First, you are correct, I do not know you. The only information I have about you is what I can gather from your posts. 

Second, if you read my posts you will find I was not bad-mouthing you in any way. You said you wanted to find a place to catch Brook Trout in SE Michigan. I simply gave you a set of step-by-step instructions on how to achieve your goal. 

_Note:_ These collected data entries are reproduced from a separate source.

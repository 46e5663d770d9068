use sqlx::Row;
use uuid::Uuid;

use crate::domain::organization::CompanySize;
use crate::domain::Organization;
use crate::error::{LeadflowError, Result};

use super::PostgresStore;

impl PostgresStore {
    pub async fn get_organization(&self, id: Uuid) -> Result<Organization> {
        let row = sqlx::query(
            "SELECT id, name, domain, industry, company_size, country, moco_customer_id, \
                    created_at, updated_at \
             FROM organizations WHERE id = $1",
        )
        .bind(id)
        .fetch_optional(self.pool())
        .await?
        .ok_or_else(|| LeadflowError::NotFound {
            entity: "organization",
            id: id.to_string(),
        })?;

        let company_size: Option<String> = row.get("company_size");
        Ok(Organization {
            id: row.get("id"),
            name: row.get("name"),
            domain: row.get("domain"),
            industry: row.get("industry"),
            company_size: company_size
                .as_deref()
                .map(CompanySize::try_from)
                .transpose()
                .map_err(LeadflowError::Internal)?,
            country: row.get("country"),
            moco_customer_id: row.get("moco_customer_id"),
            created_at: row.get("created_at"),
            updated_at: row.get("updated_at"),
        })
    }

    /// Organization for a lead, when one is linked
    pub async fn organization_for_lead(&self, lead_id: Uuid) -> Result<Option<Organization>> {
        let row = sqlx::query("SELECT organization_id FROM leads WHERE id = $1")
            .bind(lead_id)
            .fetch_optional(self.pool())
            .await?;
        let Some(row) = row else { return Ok(None) };
        let org_id: Option<Uuid> = row.get("organization_id");
        match org_id {
            Some(id) => Ok(Some(self.get_organization(id).await?)),
            None => Ok(None),
        }
    }

    pub async fn set_organization_moco_id(
        &self,
        organization_id: Uuid,
        moco_customer_id: &str,
    ) -> Result<()> {
        sqlx::query(
            "UPDATE organizations SET moco_customer_id = $2, updated_at = now() WHERE id = $1",
        )
        .bind(organization_id)
        .bind(moco_customer_id)
        .execute(self.pool())
        .await?;
        Ok(())
    }
}
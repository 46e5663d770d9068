//! Graceful shutdown coordination
//!
//! SIGTERM/SIGINT flips a watch flag; consumers stop taking new jobs and
//! drain in-flight work within the grace period. Aborted jobs stay
//! retryable through the normal failed path.

use std::sync::Arc;
use tokio::sync::watch;
use tracing::info;

/// Grace period for draining in-flight jobs
pub const DRAIN_GRACE_SECS: u64 = 30;

pub struct ShutdownCoordinator {
    tx: watch::Sender<bool>,
}

impl ShutdownCoordinator {
    pub fn new() -> Self {
        let (tx, _) = watch::channel(false);
        Self { tx }
    }

    /// Receiver for worker loops; `true` means stop taking new jobs
    pub fn subscribe(&self) -> watch::Receiver<bool> {
        self.tx.subscribe()
    }

    pub fn trigger(&self) {
        if !*self.tx.borrow() {
            info!("shutdown requested");
            let _ = self.tx.send(true);
        }
    }

    pub fn is_triggered(&self) -> bool {
        *self.tx.borrow()
    }

    /// Resolve when shutdown has been requested
    pub async fn wait(&self) {
        let mut rx = self.subscribe();
        while !*rx.borrow() {
            if rx.changed().await.is_err() {
                return;
            }
        }
    }
}

impl Default for ShutdownCoordinator {
    fn default() -> Self {
        Self::new()
    }
}

/// Install OS signal handlers that trigger the coordinator
pub async fn install_signal_handlers(coordinator: Arc<ShutdownCoordinator>) {
    #[cfg(unix)]
    {
        use tokio::signal::unix::{signal, SignalKind};

        let on_sigterm = coordinator.clone();
        tokio::spawn(async move {
            if let Ok(mut stream) = signal(SignalKind::terminate()) {
                stream.recv().await;
                info!("received SIGTERM");
                on_sigterm.trigger();
            }
        });

        let on_sigint = coordinator;
        tokio::spawn(async move {
            if let Ok(mut stream) = signal(SignalKind::interrupt()) {
                stream.recv().await;
                info!("received SIGINT");
                on_sigint.trigger();
            }
        });
    }

    #[cfg(windows)]
    {
        tokio::spawn(async move {
            if tokio::signal::ctrl_c().await.is_ok() {
                info!("received Ctrl+C");
                coordinator.trigger();
            }
        });
    }
}

#[cfg(test)]
mod tests {
    use super::*;

    #[tokio::test]
    async fn test_trigger_flips_subscribers() {
        let coordinator = ShutdownCoordinator::new();
        let rx = coordinator.subscribe();
        assert!(!*rx.borrow());
        assert!(!coordinator.is_triggered());

        coordinator.trigger();
        assert!(coordinator.is_triggered());
        assert!(*rx.borrow());

        // Duplicate triggers are harmless
        coordinator.trigger();
        assert!(coordinator.is_triggered());
    }

    #[tokio::test]
    async fn test_wait_resolves_after_trigger() {
        let coordinator = Arc::new(ShutdownCoordinator::new());
        let waiter = coordinator.clone();
        let handle = tokio::spawn(async move { waiter.wait().await });
        coordinator.trigger();
        handle.await.unwrap();
    }
}
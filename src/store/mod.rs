//! Persistence layer
//!
//! One `PostgresStore` over a shared pool; query methods are grouped into
//! impl blocks per aggregate. All SQL is hand-written; the denormalized
//! lead fields are read caches over the score-history and intent-signal
//! ledgers, which stay authoritative.

mod automation;
mod events;
mod intent;
mod jobs;
mod leads;
mod organizations;
mod pipelines;
mod postgres;
mod scoring;
mod tasks;
mod team;

pub use jobs::FailedJob;
pub use leads::{ExternalIdColumn, NewLead};
pub use pipelines::RoutingOutcome;
pub use postgres::PostgresStore;
pub use scoring::ScoreHistoryEntry;
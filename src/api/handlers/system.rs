//! Health, stats and the durable failed-job surface

use axum::extract::{Path, State};
use axum::http::StatusCode;
use axum::Json;
use tracing::info;

use crate::api::state::AppState;
use crate::api::types::{ApiResult, HealthResponse, SystemStats};
use crate::error::LeadflowError;
use crate::queue::{JobPayload, QueueName};
use crate::store::FailedJob;

/// GET /health — liveness plus DB ping and queue depths
pub async fn health(State(state): State<AppState>) -> ApiResult<Json<HealthResponse>> {
    let database = state.store.ping().await.is_ok();
    let queue_depths = QueueName::ALL
        .iter()
        .map(|name| (name.as_str().to_string(), state.queues.depth(*name)))
        .collect();
    Ok(Json(HealthResponse {
        status: if database { "ok" } else { "degraded" },
        database,
        queue_depths,
    }))
}

/// GET /api/system/stats
pub async fn get_stats(State(state): State<AppState>) -> ApiResult<Json<SystemStats>> {
    Ok(Json(SystemStats {
        uptime_seconds: state.uptime_seconds(),
        queues: state.queues.stats(),
    }))
}

/// GET /api/jobs/failed
pub async fn get_failed_jobs(State(state): State<AppState>) -> ApiResult<Json<Vec<FailedJob>>> {
    Ok(Json(state.store.list_failed_jobs(100).await?))
}

/// POST /api/jobs/failed/:id/retry — requeue onto the original queue
pub async fn retry_failed_job(
    State(state): State<AppState>,
    Path(id): Path<i64>,
) -> ApiResult<StatusCode> {
    let failed = state.store.get_failed_job(id).await?;
    let payload: JobPayload = serde_json::from_value(failed.payload.clone())
        .map_err(|e| LeadflowError::Validation(format!("stored payload no longer parses: {e}")))?;
    let queue = QueueName::ALL
        .into_iter()
        .find(|q| q.as_str() == failed.queue)
        .ok_or_else(|| LeadflowError::NotFound {
            entity: "queue",
            id: failed.queue.clone(),
        })?;

    state
        .queues
        .enqueue(queue, format!("retry:{}:{}", failed.id, failed.job_id), payload)?;
    state.store.resolve_failed_job(id, "admin_retry").await?;
    info!(failed_job = id, queue = %failed.queue, "failed job requeued");
    Ok(StatusCode::ACCEPTED)
}
use clap::{Parser, Subcommand};
use std::path::PathBuf;

#[derive(Debug, Parser)]
#[command(name = "leadflow", about = "Lead event pipeline for dna-me marketing automation")]
pub struct Cli {
    /// Config directory or single TOML file
    #[arg(long, default_value = "config", env = "LEADFLOW_CONFIG")]
    pub config: PathBuf,

    #[command(subcommand)]
    pub command: Command,
}

#[derive(Debug, Subcommand)]
pub enum Command {
    /// Start the full service: HTTP surface, workers and schedulers
    Run,
    /// Run database migrations and exit
    Migrate,
    /// Run one score-decay sweep and exit
    Decay,
    /// Aggregate and send one daily digest, then exit
    Digest,
}
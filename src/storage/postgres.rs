use crate::models::{ClickEvent, Link, NewClickEvent, NewLink};
use crate::storage::{Storage, StorageError, StorageResult};
use anyhow::Result;
use async_trait::async_trait;
use sqlx::postgres::PgPoolOptions;
use sqlx::PgPool;
use std::sync::Arc;

const LINK_COLUMNS: &str =
    "id, owner_id, original_url, short_code, created_at, expires_at, click_count";

const CLICK_COLUMNS: &str =
    "id, link_id, clicked_at, ip_address, browser, os, device, country, referrer";

pub struct PostgresStorage {
    pool: Arc<PgPool>,
}

impl PostgresStorage {
    pub async fn new(database_url: &str, max_connections: u32) -> Result<Self> {
        let pool = PgPoolOptions::new()
            .max_connections(max_connections)
            .connect(database_url)
            .await?;
        Ok(Self {
            pool: Arc::new(pool),
        })
    }
}

#[async_trait]
impl Storage for PostgresStorage {
    async fn init(&self) -> Result<()> {
        sqlx::query(
            r#"
            CREATE TABLE IF NOT EXISTS links (
                id BIGSERIAL PRIMARY KEY,
                owner_id TEXT NOT NULL,
                original_url TEXT NOT NULL,
                short_code TEXT NOT NULL UNIQUE,
                created_at BIGINT NOT NULL,
                expires_at BIGINT,
                click_count BIGINT NOT NULL DEFAULT 0
            )
            "#,
        )
        .execute(self.pool.as_ref())
        .await?;

        sqlx::query("CREATE INDEX IF NOT EXISTS idx_links_owner ON links(owner_id)")
            .execute(self.pool.as_ref())
            .await?;

        sqlx::query(
            r#"
            CREATE TABLE IF NOT EXISTS clicks (
                id BIGSERIAL PRIMARY KEY,
                link_id BIGINT NOT NULL REFERENCES links(id) ON DELETE CASCADE,
                clicked_at BIGINT NOT NULL,
                ip_address TEXT,
                browser TEXT NOT NULL,
                os TEXT NOT NULL,
                device TEXT NOT NULL,
                country TEXT NOT NULL DEFAULT 'Unknown',
                referrer TEXT NOT NULL DEFAULT 'Direct'
            )
            "#,
        )
        .execute(self.pool.as_ref())
        .await?;

        sqlx::query("CREATE INDEX IF NOT EXISTS idx_clicks_link ON clicks(link_id)")
            .execute(self.pool.as_ref())
            .await?;

        Ok(())
    }

    async fn create_link(&self, link: NewLink) -> StorageResult<Link> {
        let created = sqlx::query_as::<_, Link>(&format!(
            r#"
            INSERT INTO links (owner_id, original_url, short_code, created_at, expires_at)
            VALUES ($1, $2, $3, $4, $5)
            ON CONFLICT (short_code) DO NOTHING
            RETURNING {LINK_COLUMNS}
            "#
        ))
        .bind(&link.owner_id)
        .bind(&link.original_url)
        .bind(&link.short_code)
        .bind(link.created_at)
        .bind(link.expires_at)
        .fetch_optional(self.pool.as_ref())
        .await
        .map_err(|e| StorageError::Other(e.into()))?;

        created.ok_or(StorageError::Conflict)
    }

    async fn get_link_by_code(&self, short_code: &str) -> Result<Option<Link>> {
        let link = sqlx::query_as::<_, Link>(&format!(
            "SELECT {LINK_COLUMNS} FROM links WHERE short_code = $1"
        ))
        .bind(short_code)
        .fetch_optional(self.pool.as_ref())
        .await?;

        Ok(link)
    }

    async fn get_link_for_owner(&self, id: i64, owner_id: &str) -> Result<Option<Link>> {
        let link = sqlx::query_as::<_, Link>(&format!(
            "SELECT {LINK_COLUMNS} FROM links WHERE id = $1 AND owner_id = $2"
        ))
        .bind(id)
        .bind(owner_id)
        .fetch_optional(self.pool.as_ref())
        .await?;

        Ok(link)
    }

    async fn list_links(&self, owner_id: &str) -> Result<Vec<Link>> {
        let links = sqlx::query_as::<_, Link>(&format!(
            r#"
            SELECT {LINK_COLUMNS}
            FROM links
            WHERE owner_id = $1
            ORDER BY created_at DESC, id DESC
            "#
        ))
        .bind(owner_id)
        .fetch_all(self.pool.as_ref())
        .await?;

        Ok(links)
    }

    async fn record_click(&self, click: NewClickEvent) -> Result<ClickEvent> {
        let event = sqlx::query_as::<_, ClickEvent>(&format!(
            r#"
            INSERT INTO clicks (link_id, clicked_at, ip_address, browser, os, device, country, referrer)
            VALUES ($1, $2, $3, $4, $5, $6, $7, $8)
            RETURNING {CLICK_COLUMNS}
            "#
        ))
        .bind(click.link_id)
        .bind(click.timestamp)
        .bind(&click.ip_address)
        .bind(&click.browser)
        .bind(&click.os)
        .bind(&click.device)
        .bind(&click.country)
        .bind(&click.referrer)
        .fetch_one(self.pool.as_ref())
        .await?;

        Ok(event)
    }

    async fn increment_clicks(&self, link_id: i64) -> Result<bool> {
        let result = sqlx::query(
            r#"
            UPDATE links
            SET click_count = click_count + 1
            WHERE id = $1
            "#,
        )
        .bind(link_id)
        .execute(self.pool.as_ref())
        .await?;

        Ok(result.rows_affected() > 0)
    }

    async fn list_clicks(&self, link_id: i64) -> Result<Vec<ClickEvent>> {
        let clicks = sqlx::query_as::<_, ClickEvent>(&format!(
            r#"
            SELECT {CLICK_COLUMNS}
            FROM clicks
            WHERE link_id = $1
            ORDER BY clicked_at ASC, id ASC
            "#
        ))
        .bind(link_id)
        .fetch_all(self.pool.as_ref())
        .await?;

        Ok(clicks)
    }

    async fn delete_link(&self, id: i64, owner_id: &str) -> Result<bool> {
        let mut tx = self.pool.begin().await?;

        // Row lock keeps concurrent redirects from appending clicks mid-delete
        let owned = sqlx::query_scalar::<_, i64>(
            "SELECT id FROM links WHERE id = $1 AND owner_id = $2 FOR UPDATE",
        )
        .bind(id)
        .bind(owner_id)
        .fetch_optional(&mut *tx)
        .await?;

        if owned.is_none() {
            return Ok(false);
        }

        sqlx::query("DELETE FROM clicks WHERE link_id = $1")
            .bind(id)
            .execute(&mut *tx)
            .await?;

        let result = sqlx::query("DELETE FROM links WHERE id = $1 AND owner_id = $2")
            .bind(id)
            .bind(owner_id)
            .execute(&mut *tx)
            .await?;

        tx.commit().await?;

        Ok(result.rows_affected() > 0)
    }
}
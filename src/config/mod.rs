use anyhow::{bail, Context};
use axum::http::StatusCode;
use serde::{Deserialize, Serialize};

#[derive(Debug, Clone, Serialize, Deserialize)]
pub struct Config {
    pub database: DatabaseConfig,
    pub api_server: ServerConfig,
    pub redirect_server: ServerConfig,
    pub auth: AuthConfig,
    pub redirect_status: RedirectMode,
    pub short_code_max_length: usize,
    pub client_ip: ClientIpConfig,
}

#[derive(Debug, Clone, Serialize, Deserialize)]
pub struct DatabaseConfig {
    pub backend: DatabaseBackend,
    pub url: String,
    pub max_connections: u32,
}

#[derive(Debug, Clone, Copy, PartialEq, Eq, Serialize, Deserialize)]
#[serde(rename_all = "lowercase")]
pub enum DatabaseBackend {
    Sqlite,
    Postgres,
}

#[derive(Debug, Clone, Serialize, Deserialize)]
pub struct ServerConfig {
    pub host: String,
    pub port: u16,
}

#[derive(Debug, Clone, Copy, PartialEq, Eq, Serialize, Deserialize)]
#[serde(rename_all = "lowercase")]
pub enum AuthMode {
    None,
    Jwt,
}

#[derive(Debug, Clone, Serialize, Deserialize)]
pub struct AuthConfig {
    pub mode: AuthMode,
    /// Owner id every request acts as when `mode` is `None`
    pub default_owner: String,
    #[serde(default)]
    pub jwt: Option<JwtConfig>,
}

#[derive(Debug, Clone, Serialize, Deserialize)]
pub struct JwtConfig {
    pub secret: String,
    #[serde(default = "JwtConfig::default_token_ttl_hours")]
    pub token_ttl_hours: u64,
}

impl JwtConfig {
    pub const fn default_token_ttl_hours() -> u64 {
        24
    }
}

/// HTTP status used for successful redirects
#[derive(Debug, Clone, Copy, PartialEq, Eq, Serialize, Deserialize, Default)]
pub enum RedirectMode {
    MovedPermanently,
    #[default]
    Found,
    TemporaryRedirect,
    PermanentRedirect,
}

impl RedirectMode {
    pub fn from_code(code: u16) -> Option<Self> {
        match code {
            301 => Some(Self::MovedPermanently),
            302 => Some(Self::Found),
            307 => Some(Self::TemporaryRedirect),
            308 => Some(Self::PermanentRedirect),
            _ => None,
        }
    }

    pub fn status_code(self) -> StatusCode {
        match self {
            Self::MovedPermanently => StatusCode::MOVED_PERMANENTLY,
            Self::Found => StatusCode::FOUND,
            Self::TemporaryRedirect => StatusCode::TEMPORARY_REDIRECT,
            Self::PermanentRedirect => StatusCode::PERMANENT_REDIRECT,
        }
    }
}

/// Which headers may be trusted to carry the visitor's address
#[derive(Debug, Clone, Copy, PartialEq, Eq, Serialize, Deserialize, Default)]
#[serde(rename_all = "lowercase")]
pub enum TrustedProxyMode {
    /// Only the socket peer address is used
    #[default]
    None,
    /// `Forwarded` / `X-Forwarded-For` / `X-Real-IP`
    Standard,
    /// `CF-Connecting-IP`
    Cloudflare,
}

#[derive(Debug, Clone, Serialize, Deserialize, Default)]
pub struct ClientIpConfig {
    pub trusted_proxy_mode: TrustedProxyMode,
    /// Number of proxies appending to `X-Forwarded-For` in front of the service
    #[serde(default)]
    pub num_trusted_proxies: Option<usize>,
}

impl Config {
    pub const DEFAULT_SHORT_CODE_MAX_LENGTH: usize = 64;

    pub fn from_env() -> anyhow::Result<Self> {
        dotenvy::dotenv().ok();

        let backend_str =
            std::env::var("DATABASE_BACKEND").unwrap_or_else(|_| "sqlite".to_string());

        let backend = match backend_str.to_lowercase().as_str() {
            "postgres" | "postgresql" => DatabaseBackend::Postgres,
            _ => DatabaseBackend::Sqlite,
        };

        let database_url = std::env::var("DATABASE_URL")
            .unwrap_or_else(|_| "sqlite://./linklens.db?mode=rwc".to_string());

        let max_connections = std::env::var("DATABASE_MAX_CONNECTIONS")
            .ok()
            .map(|v| v.parse::<u32>())
            .transpose()
            .context("DATABASE_MAX_CONNECTIONS must be a positive integer")?
            .unwrap_or(10);

        let api_host = std::env::var("API_HOST").unwrap_or_else(|_| "127.0.0.1".to_string());
        let api_port = std::env::var("API_PORT")
            .unwrap_or_else(|_| "8080".to_string())
            .parse::<u16>()
            .context("API_PORT must be a valid port number")?;

        let redirect_host =
            std::env::var("REDIRECT_HOST").unwrap_or_else(|_| "127.0.0.1".to_string());
        let redirect_port = std::env::var("REDIRECT_PORT")
            .unwrap_or_else(|_| "3000".to_string())
            .parse::<u16>()
            .context("REDIRECT_PORT must be a valid port number")?;

        let auth_mode = match std::env::var("AUTH_MODE")
            .unwrap_or_else(|_| "none".to_string())
            .to_lowercase()
            .as_str()
        {
            "none" => AuthMode::None,
            "jwt" => AuthMode::Jwt,
            other => {
                tracing::warn!(
                    "Unknown AUTH_MODE '{other}', falling back to 'none'. Supported values: none, jwt"
                );
                AuthMode::None
            }
        };

        let default_owner =
            std::env::var("AUTH_DEFAULT_OWNER").unwrap_or_else(|_| "local".to_string());

        let jwt = match std::env::var("JWT_SECRET") {
            Ok(secret) if !secret.trim().is_empty() => {
                let token_ttl_hours = std::env::var("JWT_TOKEN_TTL_HOURS")
                    .ok()
                    .and_then(|v| v.parse::<u64>().ok())
                    .unwrap_or_else(JwtConfig::default_token_ttl_hours);
                Some(JwtConfig {
                    secret,
                    token_ttl_hours,
                })
            }
            _ => None,
        };

        if auth_mode == AuthMode::Jwt && jwt.is_none() {
            bail!("JWT_SECRET must be set when AUTH_MODE=jwt");
        }

        let redirect_status = match std::env::var("REDIRECT_STATUS") {
            Ok(raw) => {
                let code = raw
                    .trim()
                    .parse::<u16>()
                    .context("REDIRECT_STATUS must be a numeric HTTP status")?;
                RedirectMode::from_code(code).with_context(|| {
                    format!("REDIRECT_STATUS {code} is not supported (use 301, 302, 307 or 308)")
                })?
            }
            Err(_) => RedirectMode::default(),
        };

        let short_code_max_length = std::env::var("SHORT_CODE_MAX_LENGTH")
            .ok()
            .and_then(|v| v.parse::<usize>().ok())
            .filter(|len| *len > 0)
            .unwrap_or(Self::DEFAULT_SHORT_CODE_MAX_LENGTH);

        let trusted_proxy_mode = match std::env::var("TRUSTED_PROXY_MODE")
            .unwrap_or_else(|_| "none".to_string())
            .to_lowercase()
            .as_str()
        {
            "standard" => TrustedProxyMode::Standard,
            "cloudflare" => TrustedProxyMode::Cloudflare,
            _ => TrustedProxyMode::None,
        };

        let num_trusted_proxies = std::env::var("NUM_TRUSTED_PROXIES")
            .ok()
            .and_then(|v| v.parse::<usize>().ok());

        Ok(Config {
            database: DatabaseConfig {
                backend,
                url: database_url,
                max_connections,
            },
            api_server: ServerConfig {
                host: api_host,
                port: api_port,
            },
            redirect_server: ServerConfig {
                host: redirect_host,
                port: redirect_port,
            },
            auth: AuthConfig {
                mode: auth_mode,
                default_owner,
                jwt,
            },
            redirect_status,
            short_code_max_length,
            client_ip: ClientIpConfig {
                trusted_proxy_mode,
                num_trusted_proxies,
            },
        })
    }
}

#[cfg(test)]
mod tests {
    use super::*;

    #[test]
    fn redirect_mode_maps_supported_codes() {
        assert_eq!(RedirectMode::from_code(301), Some(RedirectMode::MovedPermanently));
        assert_eq!(RedirectMode::from_code(302), Some(RedirectMode::Found));
        assert_eq!(RedirectMode::from_code(307), Some(RedirectMode::TemporaryRedirect));
        assert_eq!(RedirectMode::from_code(308), Some(RedirectMode::PermanentRedirect));
        assert_eq!(RedirectMode::from_code(303), None);
        assert_eq!(RedirectMode::from_code(200), None);
    }

    #[test]
    fn default_redirect_mode_is_found() {
        assert_eq!(RedirectMode::default().status_code(), StatusCode::FOUND);
    }
}
pub mod jwt;

use anyhow::{bail, Result};
use axum::{
    extract::Request,
    http::{header, HeaderMap, StatusCode},
    middleware::Next,
    response::{IntoResponse, Response},
    Json,
};
use std::sync::Arc;
use tracing::debug;

use crate::config::{AuthConfig, AuthMode};
use crate::error::MessageResponse;

pub use jwt::{Claims, JwtAuthenticator};

/// The caller as resolved by the auth layer. Handlers only ever see this.
#[derive(Debug, Clone, PartialEq, Eq)]
pub struct Identity {
    pub owner_id: String,
}

#[derive(Debug, Clone, Copy, PartialEq, Eq)]
pub enum AuthRejection {
    MissingToken,
    InvalidToken,
}

impl IntoResponse for AuthRejection {
    fn into_response(self) -> Response {
        let msg = match self {
            Self::MissingToken => "No token, authorization denied",
            Self::InvalidToken => "Token is not valid",
        };
        (StatusCode::UNAUTHORIZED, Json(MessageResponse::new(msg))).into_response()
    }
}

pub struct AuthService {
    mode: AuthMode,
    default_owner: String,
    jwt: Option<JwtAuthenticator>,
}

impl AuthService {
    pub fn new(config: AuthConfig) -> Result<Self> {
        let jwt = match (&config.mode, &config.jwt) {
            (AuthMode::Jwt, Some(jwt)) => Some(JwtAuthenticator::from_config(jwt)?),
            (AuthMode::Jwt, None) => bail!("JWT settings are required when AUTH_MODE=jwt"),
            (AuthMode::None, _) => None,
        };

        Ok(Self {
            mode: config.mode,
            default_owner: config.default_owner,
            jwt,
        })
    }

    pub fn mode(&self) -> AuthMode {
        self.mode
    }

    /// Resolve the caller from request headers
    pub fn authenticate(&self, headers: &HeaderMap) -> Result<Identity, AuthRejection> {
        let Some(jwt) = &self.jwt else {
            return Ok(Identity {
                owner_id: self.default_owner.clone(),
            });
        };

        let token = bearer_token(headers).ok_or(AuthRejection::MissingToken)?;

        match jwt.validate(token) {
            Ok(owner_id) => Ok(Identity { owner_id }),
            Err(err) => {
                debug!(error = %err, "rejecting bearer token");
                Err(AuthRejection::InvalidToken)
            }
        }
    }
}

fn bearer_token(headers: &HeaderMap) -> Option<&str> {
    let value = headers.get(header::AUTHORIZATION)?.to_str().ok()?.trim();
    let (scheme, token) = value.split_once(' ')?;
    if !scheme.eq_ignore_ascii_case("bearer") {
        return None;
    }
    let token = token.trim();
    (!token.is_empty()).then_some(token)
}

/// Reject unauthenticated requests; attach the caller's `Identity` otherwise
pub async fn auth_middleware(
    auth_service: Arc<AuthService>,
    headers: HeaderMap,
    mut request: Request,
    next: Next,
) -> Response {
    match auth_service.authenticate(&headers) {
        Ok(identity) => {
            request.extensions_mut().insert(identity);
            next.run(request).await
        }
        Err(rejection) => rejection.into_response(),
    }
}

#[cfg(test)]
mod tests {
    use super::*;
    use crate::config::JwtConfig;
    use axum::http::HeaderValue;

    fn jwt_service() -> AuthService {
        AuthService::new(AuthConfig {
            mode: AuthMode::Jwt,
            default_owner: "local".into(),
            jwt: Some(JwtConfig {
                secret: "unit-test-secret".into(),
                token_ttl_hours: 1,
            }),
        })
        .unwrap()
    }

    fn headers_with_auth(value: &str) -> HeaderMap {
        let mut headers = HeaderMap::new();
        headers.insert(header::AUTHORIZATION, HeaderValue::from_str(value).unwrap());
        headers
    }

    #[test]
    fn none_mode_uses_default_owner() {
        let service = AuthService::new(AuthConfig {
            mode: AuthMode::None,
            default_owner: "local".into(),
            jwt: None,
        })
        .unwrap();

        let identity = service.authenticate(&HeaderMap::new()).unwrap();
        assert_eq!(identity.owner_id, "local");
    }

    #[test]
    fn jwt_mode_requires_settings() {
        let result = AuthService::new(AuthConfig {
            mode: AuthMode::Jwt,
            default_owner: "local".into(),
            jwt: None,
        });
        assert!(result.is_err());
    }

    #[test]
    fn missing_header_is_rejected() {
        assert_eq!(
            jwt_service().authenticate(&HeaderMap::new()),
            Err(AuthRejection::MissingToken)
        );
    }

    #[test]
    fn non_bearer_scheme_is_treated_as_missing() {
        let headers = headers_with_auth("Basic dXNlcjpwYXNz");
        assert_eq!(
            jwt_service().authenticate(&headers),
            Err(AuthRejection::MissingToken)
        );
    }

    #[test]
    fn invalid_token_is_rejected() {
        let headers = headers_with_auth("Bearer nope");
        assert_eq!(
            jwt_service().authenticate(&headers),
            Err(AuthRejection::InvalidToken)
        );
    }

    #[test]
    fn valid_token_resolves_owner() {
        let service = jwt_service();
        let token = service.jwt.as_ref().unwrap().issue("alice").unwrap();
        let headers = headers_with_auth(&format!("bearer {token}"));

        let identity = service.authenticate(&headers).unwrap();
        assert_eq!(identity.owner_id, "alice");
    }
}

I am very sorry if you think I meant anything else.

Have a nice day.


----------



## supermetallogic (Jan 18, 2010)

Being one that has caught alot of juvinial brookies they are easy to identify and look not even close to a bow.They have little to much coloration that resembles an adult but they are able to be identified correctly if you know what to look for.They also taste like chicken and thats the truth.


----------



## vano397 (Sep 15, 2006)

TO get back on track here a little, there are a few brookies in that area i caught a one and put up a picture in an older post. It was about 3 years ago, but I am sure not that much has changed. but as stated before they were all in the 7-9 inch range. And, after a bit of thought, i was not all that suprised to catch one, the creeks i fish in newaygo county and lake county are warmer than that one in the middle of the year...


----------



## bborow2501 (Nov 12, 2007)

I caught a good 10 incher on the opener in close proximity to an unmentionable se mi stream on a mentionable one


----------



## naterade (Nov 30, 2008)

I believe that guy that likes to put up no trespassing signs wired across the creek had been planting bows a while back. don't know if that is still the case but i have count a number of juvenile bows in the creek.


----------